À la suite du terrible désastre du théâtre Iroquois, à Chicago le directeur de l’Opéra de New-York M. Conried, le même qui s’est attiré les foudres de Mme Wagner pour avoir monté Parsifal, a imaginé une mesure assez ingénieuse pour réduire les conséquences éventuelles d’un incendie dans son théâtre. Il a fait imprimer au revers de chaque coupon l’indication de l’issue la plus proche de la place représentée par ledit coupon. Le porteur du coupon sera invité à ne pas quitter, même en temps ordinaire, le théâtre par la sortie générale, mais par celle indiquée sur son billet, de façon à en prendre l’habitude. M. Conried affirme que cette combinaison préviendra les paniques ou leur enlèvera tout caractère dangereux.
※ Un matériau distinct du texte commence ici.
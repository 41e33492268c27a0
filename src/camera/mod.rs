//! Camera ray model used to turn depth pixels into viewing rays.
//!
//! The detector only needs a pixel→ray capability plus the principal point,
//! so the camera is modelled as the [`CameraRayModel`] trait. [`PinholeCamera`]
//! is the built-in implementation (intrinsics + radial-tangential
//! distortion); tests plug in synthetic models directly.

mod pinhole;

pub use pinhole::{CameraInfo, PinholeCamera, RadialTangentialDistortion, UndistortConfig};

use crate::error::{CliffError, Result};
use nalgebra::Vector3;

/// Pixel→ray projection capability.
///
/// Rays are expressed in the camera optical frame: `x` right, `y` down,
/// `z` forward along the optical axis. They need not be normalized.
pub trait CameraRayModel {
    /// Ray from the optical centre through `pixel` (`[u, v]` image coordinates).
    ///
    /// Returns `None` when the model is not initialized or the pixel cannot be
    /// mapped.
    fn project_pixel_to_ray(&self, pixel: [f64; 2]) -> Option<Vector3<f64>>;

    /// Principal point `[cx, cy]` in pixels, `None` when not initialized.
    fn principal_point(&self) -> Option<[f64; 2]>;

    /// Resolution `[width, height]` the model was calibrated for, if known.
    fn resolution(&self) -> Option<[usize; 2]> {
        None
    }
}

impl<T: CameraRayModel + ?Sized> CameraRayModel for &T {
    fn project_pixel_to_ray(&self, pixel: [f64; 2]) -> Option<Vector3<f64>> {
        (**self).project_pixel_to_ray(pixel)
    }

    fn principal_point(&self) -> Option<[f64; 2]> {
        (**self).principal_point()
    }

    fn resolution(&self) -> Option<[usize; 2]> {
        (**self).resolution()
    }
}

/// Ray through `pixel`, failing with [`CliffError::InvalidModel`] when the
/// camera cannot provide one.
pub fn ray_for<M: CameraRayModel + ?Sized>(model: &M, pixel: [f64; 2]) -> Result<Vector3<f64>> {
    let ray = model.project_pixel_to_ray(pixel).ok_or_else(|| {
        CliffError::model(format!(
            "camera model cannot project pixel ({:.1}, {:.1})",
            pixel[0], pixel[1]
        ))
    })?;
    if ray.iter().all(|c| c.is_finite()) {
        Ok(ray)
    } else {
        Err(CliffError::model(format!(
            "non-finite ray for pixel ({:.1}, {:.1})",
            pixel[0], pixel[1]
        )))
    }
}

/// Principal point of `model`, failing with [`CliffError::InvalidModel`].
pub fn principal_point_of<M: CameraRayModel + ?Sized>(model: &M) -> Result<[f64; 2]> {
    match model.principal_point() {
        Some(pp) if pp[0].is_finite() && pp[1].is_finite() => Ok(pp),
        _ => Err(CliffError::model("camera model is not initialized")),
    }
}
//! Block voting over the used rows of a depth frame.
//!
//! The used region is tiled with `block_size × block_size` blocks starting at
//! its top row; partial blocks at the right and bottom edges are skipped.
//! Inside each block every `depth_img_step_row`-th row and
//! `depth_img_step_col`-th column is sampled. A valid sample (non-zero and
//! within `[range_min, range_max]`) is scaled by its row's tilt compensation
//! factor and votes "cliff" when it lies beyond the expected floor distance
//! plus the ground margin, "ground" otherwise. Samples of rows that cannot see
//! the floor do not vote.

use super::geometry::{GeometryTables, NO_GROUND};
use super::params::CliffParams;
use crate::error::{CliffError, Result};
use crate::image::{DepthImage, ImageView};
use serde::Serialize;

/// Vote tally of a single block.
#[derive(Clone, Copy, Debug, Default, PartialEq, Eq, Serialize)]
#[serde(rename_all = "camelCase")]
pub struct BlockVote {
    pub cliff_points: u32,
    pub ground_points: u32,
    pub is_cliff: bool,
}

impl BlockVote {
    #[inline]
    pub fn valid_points(&self) -> u32 {
        self.cliff_points + self.ground_points
    }
}

/// Row-major grid of block votes covering the used region.
#[derive(Clone, Debug, PartialEq, Serialize)]
#[serde(rename_all = "camelCase")]
pub struct BlockGrid {
    pub block_size: usize,
    /// Image row where block row 0 starts.
    pub first_row: usize,
    pub rows: usize,
    pub cols: usize,
    pub votes: Vec<BlockVote>,
}

impl BlockGrid {
    #[inline]
    pub fn vote(&self, block_row: usize, block_col: usize) -> &BlockVote {
        &self.votes[block_row * self.cols + block_col]
    }

    /// Top-left pixel `[x, y]` of a block.
    #[inline]
    pub fn block_origin(&self, block_row: usize, block_col: usize) -> [usize; 2] {
        [
            block_col * self.block_size,
            self.first_row + block_row * self.block_size,
        ]
    }

    /// Centre pixel `[u, v]` of a block.
    pub fn block_center(&self, block_row: usize, block_col: usize) -> [f64; 2] {
        let [x0, y0] = self.block_origin(block_row, block_col);
        let half = (self.block_size as f64 - 1.0) * 0.5;
        [x0 as f64 + half, y0 as f64 + half]
    }

    pub fn cliff_blocks(&self) -> usize {
        self.votes.iter().filter(|v| v.is_cliff).count()
    }

    /// Cliff block nearest the horizon (smallest block row) in a column.
    pub fn topmost_cliff_in_column(&self, block_col: usize) -> Option<usize> {
        (0..self.rows).find(|&r| self.vote(r, block_col).is_cliff)
    }

    /// `(block_row, block_col)` of every cliff block, row-major.
    pub fn cliff_block_coords(&self) -> impl Iterator<Item = (usize, usize)> + '_ {
        self.votes
            .iter()
            .enumerate()
            .filter(|(_, v)| v.is_cliff)
            .map(move |(i, _)| (i / self.cols, i % self.cols))
    }

    pub fn total_valid_points(&self) -> u64 {
        self.votes.iter().map(|v| u64::from(v.valid_points())).sum()
    }

    pub fn total_cliff_points(&self) -> u64 {
        self.votes.iter().map(|v| u64::from(v.cliff_points)).sum()
    }
}

/// Classify every block of the used region of `depth`.
pub fn classify_blocks(
    depth: &DepthImage<'_>,
    tables: &GeometryTables,
    params: &CliffParams,
) -> Result<BlockGrid> {
    depth.validate()?;
    if depth.h != tables.image_height || tables.len() != params.used_depth_height {
        return Err(CliffError::frame(format!(
            "frame height {} with {} used rows does not match tables built for height {} ({} rows)",
            depth.h,
            params.used_depth_height,
            tables.image_height,
            tables.len()
        )));
    }
    params.validate_for_height(depth.h)?;

    let bs = params.block_size;
    let rows = tables.len() / bs;
    let cols = depth.w / bs;
    let min_mm = params.range_min_mm();
    let max_mm = params.range_max_mm();
    let margin_mm = params.ground_margin_mm();
    // A block without any cliff sample is never a cliff, even at threshold 0.
    let threshold = u32::try_from(params.block_points_thresh.max(1)).unwrap_or(u32::MAX);

    let mut votes = Vec::with_capacity(rows * cols);
    for br in 0..rows {
        let y0 = tables.first_row + br * bs;
        for bc in 0..cols {
            let x0 = bc * bs;
            let mut vote = BlockVote::default();
            for y in (y0..y0 + bs).step_by(params.depth_img_step_row) {
                let i = y - tables.first_row;
                let expected = tables.dist_to_ground[i];
                if expected == NO_GROUND {
                    continue;
                }
                let bound = f64::from(expected) + margin_mm;
                let factor = tables.tilt_compensation[i];
                let row = &depth.row(y)[x0..x0 + bs];
                for &raw in row.iter().step_by(params.depth_img_step_col) {
                    if raw == 0 {
                        continue;
                    }
                    let mm = f32::from(raw);
                    if mm < min_mm || mm > max_mm {
                        continue;
                    }
                    if f64::from(raw) * factor > bound {
                        vote.cliff_points += 1;
                    } else {
                        vote.ground_points += 1;
                    }
                }
            }
            vote.is_cliff = vote.cliff_points >= threshold;
            votes.push(vote);
        }
    }

    Ok(BlockGrid {
        block_size: bs,
        first_row: tables.first_row,
        rows,
        cols,
        votes,
    })
}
Le Théâtre royal de Munich a donné la première représentation du nouvel opéra de Humperdinck : Dornroschen (La Belle au Bois dormant), et en automne il montera un opéra populaire du même maître : Mariage contre volonté.
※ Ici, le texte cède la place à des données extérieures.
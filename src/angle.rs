//! Ray and angle utilities used by the geometry tables and back-projection.

use crate::error::{CliffError, Result};
use nalgebra::Vector3;

/// Rays shorter than this are treated as degenerate.
const MIN_RAY_LENGTH: f64 = 1e-12;

/// Euclidean length of a vector starting at the origin.
#[inline]
pub fn length_of(vec: &Vector3<f64>) -> f64 {
    (vec.x * vec.x + vec.y * vec.y + vec.z * vec.z).sqrt()
}

/// Computes the unsigned angle between two rays in radians, `acos(a·b / |a||b|)`.
///
/// Returns a value in [0, π]. A zero-length ray has no direction, so it is
/// reported as a configuration error instead of silently yielding 0.
pub fn angle_between_rays(ray1: &Vector3<f64>, ray2: &Vector3<f64>) -> Result<f64> {
    let n1 = length_of(ray1);
    let n2 = length_of(ray2);
    if !(n1 > MIN_RAY_LENGTH && n2 > MIN_RAY_LENGTH) {
        return Err(CliffError::config(format!(
            "angle between rays is undefined for zero-length ray (|r1|={n1:e}, |r2|={n2:e})"
        )));
    }
    let cos = (ray1.dot(ray2) / (n1 * n2)).clamp(-1.0, 1.0);
    Ok(cos.acos())
}

/// Converts degrees to radians in f64.
#[inline]
pub fn deg_to_rad(deg: f64) -> f64 {
    deg * std::f64::consts::PI / 180.0
}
Dernièrement, on a représenté Messaline au théâtre de Nantes. Les étudiants de la ville ont cru devoir, à cette occasion, offrir au compositeur un « punch d’honneur », — ce qui fait que M. Isidore de Laray est allé de son petit discours ainsi terminé : « Artiste sincère, je n’ai qu’un but : écrire et chanter ce que je ressens. » Nous n’en voyons nullement la nécessité.

Nous doutons fort que M. Isidore Cohen de Lara reçoive jamais un tel accueil des étudiants lyonnais.

M. Malherbe, bibliothécaire de l’Opéra de Paris, vient de retrouver une partition inédite de Bizet, intitulée Don Procopio ; elle fut écrite alors que l’auteur de Carmen était pensionnaire de la Villa Médicis et lui avait servi d’envoi de Rome.

Le livret, d’un auteur italien, met en scène l’éternel oncle avare qui veut marier sa nièce avec un barbon, encore plus harpagon que lui. C’est de Don Procopio, ouvrage de jeunesse, que Georges Bizet a extrait la sérénade des Pêcheurs de Perles et un air de la Jolie Fille de Perth.

On est aujourd’hui pleinement rassuré sur la santé de M. Gustave Charpentier. Sa convalescence est à ce point confirmée qu’il a consenti à aller à Nice présider toute une série de représentations de ses œuvres, du 1er au 10 avril. Ce sera la semaine Charpentier.

Au Casino municipal, on donnera le Couronnement de la Muse et l’Apothéose de Victor Hugo, avec le concours de toutes les musiques et fanfares, des sociétés chorales, de tous les orchestres de la ville, des artistes et du personnel de danse des théâtres. Cette représentation sera donnée au bénéfice d’un sanatorium pour les malades de l’œuvre de « Mimi Pinson », dont M. Charpentier va entreprendre la création dans un des plus beaux sites de la Côte d’Azur.

Le Couronnement de la Muse et l’Apothéose de Victor Hugo seront ensuite représentés, en plein air, sur la place Masséna.

Puis M. Charpentier dirigera un concert de ses œuvres à l’Opéra, au bénéfice de l’Association des musiciens de Nice, dont il est président d’honneur.

Enfin, ces fêtes seront clôturées par une grande représentation de gala : Louise, dirigée par le maître ; comme protagonistes, M. Jérôme et Mlle Garden, de l’Opéra-Comique.

Les fonctions de directeur de la nouvelle Académie de musique que l’on va créer à New-York, ont été récemment offertes à M. Fuchs, qui a dirigé la mise en scène de Parsifal à l’Opéra métropolitain.

M. Fuchs est l’ancien régisseur des théâtres de Bayreuth et de Munich.